Lingman also teamed with Riddell in the 32-team doubles tournament, crashing the party with two upsets of top-30 teams.
After losing 8-6 in the first round to Ludovic Walter and Jason Zimmerman of Duke, the Lingman-Riddell team, ranked No. 34 nationally, played well in the backdraw matches, reaching the semifinals.
First, they dispatched Illinois’ No. 16 Michael Calkins-Conner Murnighan pair 8-4 in the backdraw round of sixteen before beating Georgia Tech’s No. 28 tandem of Jose Luis Muguruza and Scott Schnugg 8-2 to advance to the semifinals with little trouble.
In the backdraw semifinals, Lingman and Riddell were finally upended, losing to Ohio State’s Jeremy Wurtzman and Joey Atas.
Overall, it was a successful weekend for a Harvard team that is especially strong this year, according to Lingman.
“When the level on the team is really high, practices are good,” Lingman said. “And that helps everyone get better.”
Lingman, who worked with the same trainer that prominent American tennis players like Jim Courier and Michael Chang employed during their careers, trained extensively—jumping rope and doing water work, strength training and other cardiovascular work—to get in premier shape this summer.
Thus far, the results have clearly been positive. Including qualifying, Lingman finished the tournament with a 3-1 singles record to add to his great success in doubles.
“I was injured a lot more last year, just struggling to get through matches,” Lingman said. “This year it’s different.

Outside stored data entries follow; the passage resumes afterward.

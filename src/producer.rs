// This Source Code Form is subject to the terms of the Mozilla Public
// License, v. 2.0. If a copy of the MPL was not distributed with this
// file, You can obtain one at http://mozilla.org/MPL/2.0/.

//! Producer workers.  Each one draws random starting points from the
//! sampling domain, iterates them, and pushes the trajectories that
//! escape onto the shared channel.  When it is done, for whatever
//! reason, it pushes exactly one `Finished` sentinel.

use crate::planes::ComplexPlane;
use crate::queue::Channel;
use crate::trajectory::{iterate, Trajectory};
use log::trace;
use num::Complex;
use rand::distributions::{Distribution, Uniform};
use rand::rngs::StdRng;
use rand::{Rng, SeedableRng};

/// What travels from the producers to the aggregator.
#[derive(Debug)]
pub enum Message {
    /// An escaped trajectory to plot.
    Trajectory(Trajectory),
    /// The sentinel: this producer will send nothing else.
    Finished(WorkerReport),
}

/// A producer's account of its own work, carried by its sentinel.
#[derive(Clone, Debug, Default, PartialEq, Eq)]
pub struct WorkerReport {
    /// Which producer this is, `0..workers`.
    pub worker: usize,
    /// Starting points examined.
    pub sampled: usize,
    /// Trajectories that escaped and were handed to the channel.
    pub escaped: usize,
}

/// An endless stream of trajectories from uniformly distributed random
/// starting points.  The generator is private to the sampler.
pub struct Sampler<R: Rng> {
    rng: R,
    re: Uniform<f64>,
    im: Uniform<f64>,
    max_iterations: usize,
}

impl<R: Rng> Sampler<R> {
    /// Sample from `domain`, which must already have been validated.
    pub fn new(rng: R, domain: ComplexPlane, max_iterations: usize) -> Self {
        Sampler {
            rng,
            re: Uniform::new(domain.0.re, domain.1.re),
            im: Uniform::new(domain.0.im, domain.1.im),
            max_iterations,
        }
    }
}

impl<R: Rng> Iterator for Sampler<R> {
    type Item = Trajectory;

    fn next(&mut self) -> Option<Trajectory> {
        let c = Complex {
            re: self.re.sample(&mut self.rng),
            im: self.im.sample(&mut self.rng),
        };
        Some(iterate(c, self.max_iterations, true))
    }
}

/// One producer's share of a render.
#[derive(Clone, Debug)]
pub struct Producer {
    /// Index of this producer.
    pub id: usize,
    /// How many starting points to examine.
    pub quota: usize,
    /// Iteration budget per starting point.
    pub max_iterations: usize,
    /// Where starting points are drawn from.
    pub domain: ComplexPlane,
    /// Fixed seed for reproducible runs.  Each producer offsets it by its
    /// id; without one, every producer seeds itself from the OS.
    pub seed: Option<u64>,
}

impl Producer {
    /// The random number generator this producer samples with.
    pub fn rng(&self) -> StdRng {
        match self.seed {
            Some(seed) => StdRng::seed_from_u64(seed.wrapping_add(self.id as u64)),
            None => StdRng::from_entropy(),
        }
    }

    /// The trajectories this producer will examine, quota included.
    pub fn trajectories(&self) -> std::iter::Take<Sampler<StdRng>> {
        Sampler::new(self.rng(), self.domain, self.max_iterations).take(self.quota)
    }

    /// Sample the quota and feed the escaped trajectories to `channel`.
    pub fn run<C>(&self, channel: &C) -> WorkerReport
    where
        C: Channel<Message> + ?Sized,
    {
        produce(self.id, self.trajectories(), channel)
    }
}

/// Puts the sentinel when dropped, so that a producer that unwinds still
/// accounts for itself.
struct Finisher<'a, C: Channel<Message> + ?Sized> {
    channel: &'a C,
    report: WorkerReport,
}

impl<'a, C: Channel<Message> + ?Sized> Drop for Finisher<'a, C> {
    fn drop(&mut self) {
        // A cancelled channel has nobody left to count sentinels.
        let _ = self.channel.put(Message::Finished(self.report.clone()));
    }
}

/// Walk `trajectories`, handing every escaped one to `channel`, then put
/// this worker's sentinel.  Stops early if the channel is cancelled.
/// The sentinel is put exactly once, even when `trajectories` is empty or
/// panics.
pub fn produce<I, C>(worker: usize, trajectories: I, channel: &C) -> WorkerReport
where
    I: IntoIterator<Item = Trajectory>,
    C: Channel<Message> + ?Sized,
{
    let mut finisher = Finisher {
        channel,
        report: WorkerReport {
            worker,
            ..WorkerReport::default()
        },
    };
    let mut trajectories = trajectories.into_iter();
    while !channel.is_cancelled() {
        let trajectory = match trajectories.next() {
            Some(trajectory) => trajectory,
            None => break,
        };
        finisher.report.sampled += 1;
        if !trajectory.escaped {
            continue;
        }
        if channel.put(Message::Trajectory(trajectory)).is_err() {
            break;
        }
        finisher.report.escaped += 1;
    }
    trace!(
        "producer {} done: {} sampled, {} escaped",
        worker,
        finisher.report.sampled,
        finisher.report.escaped
    );
    finisher.report.clone()
}
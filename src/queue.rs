// This Source Code Form is subject to the terms of the Mozilla Public
// License, v. 2.0. If a copy of the MPL was not distributed with this
// file, You can obtain one at http://mozilla.org/MPL/2.0/.

//! A fixed-capacity, blocking FIFO shared by many producers and one
//! consumer.
//!
//! `put` waits while the queue is full and `get` waits while it is
//! empty.  The items live behind one mutex; producers and consumers
//! sleep on separate condition variables so that each operation wakes
//! exactly one party on the other side.  Nothing is held locked while
//! callers compute or plot.
//!
//! The queue can also be cancelled, which wakes everybody and makes
//! every further operation fail with [`Cancelled`].  The cancel flag is
//! an atomic that is only written with the lock held, so waiters cannot
//! miss it and pollers never take the lock.

use crate::error::{BuddhaError, Cancelled};
use std::collections::VecDeque;
use std::sync::atomic::{AtomicBool, Ordering};
use std::sync::{Condvar, Mutex, MutexGuard};

/// The two capabilities of a channel between threads, independent of
/// what travels through it.
pub trait Channel<T> {
    /// Hand `item` to the channel, waiting for room if necessary.
    fn put(&self, item: T) -> Result<(), Cancelled>;

    /// Take the oldest item from the channel, waiting for one if
    /// necessary.
    fn get(&self) -> Result<T, Cancelled>;

    /// Whether the channel has been cancelled.  Producers poll this
    /// between units of work.
    fn is_cancelled(&self) -> bool {
        false
    }
}

/// A bounded multi-producer, single-consumer queue.  Deliberately not
/// `Clone`: share one instance by reference or `Arc`.
pub struct BoundedQueue<T> {
    items: Mutex<VecDeque<T>>,
    cancelled: AtomicBool,
    not_full: Condvar,
    not_empty: Condvar,
    capacity: usize,
}

impl<T> BoundedQueue<T> {
    /// A queue holding at most `capacity` items.  A capacity of zero is a
    /// configuration error.
    pub fn new(capacity: usize) -> Result<Self, BuddhaError> {
        if capacity == 0 {
            return Err(BuddhaError::InvalidCapacity(capacity));
        }
        Ok(BoundedQueue {
            items: Mutex::new(VecDeque::with_capacity(capacity)),
            cancelled: AtomicBool::new(false),
            not_full: Condvar::new(),
            not_empty: Condvar::new(),
            capacity,
        })
    }

    fn lock(&self) -> MutexGuard<VecDeque<T>> {
        self.items.lock().expect("bounded queue lock poisoned")
    }

    /// The fixed capacity.
    pub fn capacity(&self) -> usize {
        self.capacity
    }

    /// Number of items currently queued.
    pub fn len(&self) -> usize {
        self.lock().len()
    }

    /// Whether nothing is queued.
    pub fn is_empty(&self) -> bool {
        self.len() == 0
    }

    /// Take the head without waiting, if there is one.
    pub fn try_get(&self) -> Option<T> {
        let mut items = self.lock();
        let item = items.pop_front();
        if item.is_some() {
            self.not_full.notify_one();
        }
        item
    }

    /// Cancel the queue: every blocked `put` and `get` returns
    /// `Err(Cancelled)`, and so does every later call.  Idempotent.
    pub fn cancel(&self) {
        let items = self.lock();
        self.cancelled.store(true, Ordering::SeqCst);
        drop(items);
        self.not_full.notify_all();
        self.not_empty.notify_all();
    }
}

impl<T> Channel<T> for BoundedQueue<T> {
    fn put(&self, item: T) -> Result<(), Cancelled> {
        let mut items = self.lock();
        while items.len() >= self.capacity && !self.is_cancelled() {
            items = self
                .not_full
                .wait(items)
                .expect("bounded queue lock poisoned");
        }
        if self.is_cancelled() {
            return Err(Cancelled);
        }
        items.push_back(item);
        assert!(
            items.len() <= self.capacity,
            "bounded queue overflowed its capacity of {}",
            self.capacity
        );
        self.not_empty.notify_one();
        Ok(())
    }

    fn get(&self) -> Result<T, Cancelled> {
        let mut items = self.lock();
        while items.is_empty() && !self.is_cancelled() {
            items = self
                .not_empty
                .wait(items)
                .expect("bounded queue lock poisoned");
        }
        if self.is_cancelled() {
            return Err(Cancelled);
        }
        let item = items
            .pop_front()
            .expect("bounded queue woke a consumer with nothing queued");
        self.not_full.notify_one();
        Ok(item)
    }

    fn is_cancelled(&self) -> bool {
        self.cancelled.load(Ordering::SeqCst)
    }
}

“When you’re tired, you tend to make bad decisions. When I’m feeling better, I can play the way I want to.”
Lingman qualified on Wednesday by beating LSU’s Bryan Fisher in straight sets, 6-3, 6-2. There were six days of qualifiers leading up to the tournament, which began Thursday and ran until Sunday afternoon.
In addition to being the first of three major men’s national championships during the year, the ITA All-American Championship is the largest tournament in the country, with more than 350 players competing in its qualifiers. The two other major national championships are the ITA National Intercollegiate Indoor Championships in November and the season-ending NCAA Championships in May.
Washington’s Alex Vlaski and Texas A&M’s Lester Cook and Ante Matijevic took home the singles and doubles titles, respectively.
No Harvard player has won the singles tournament since current ATP star James Blake ’01 did so in 1998.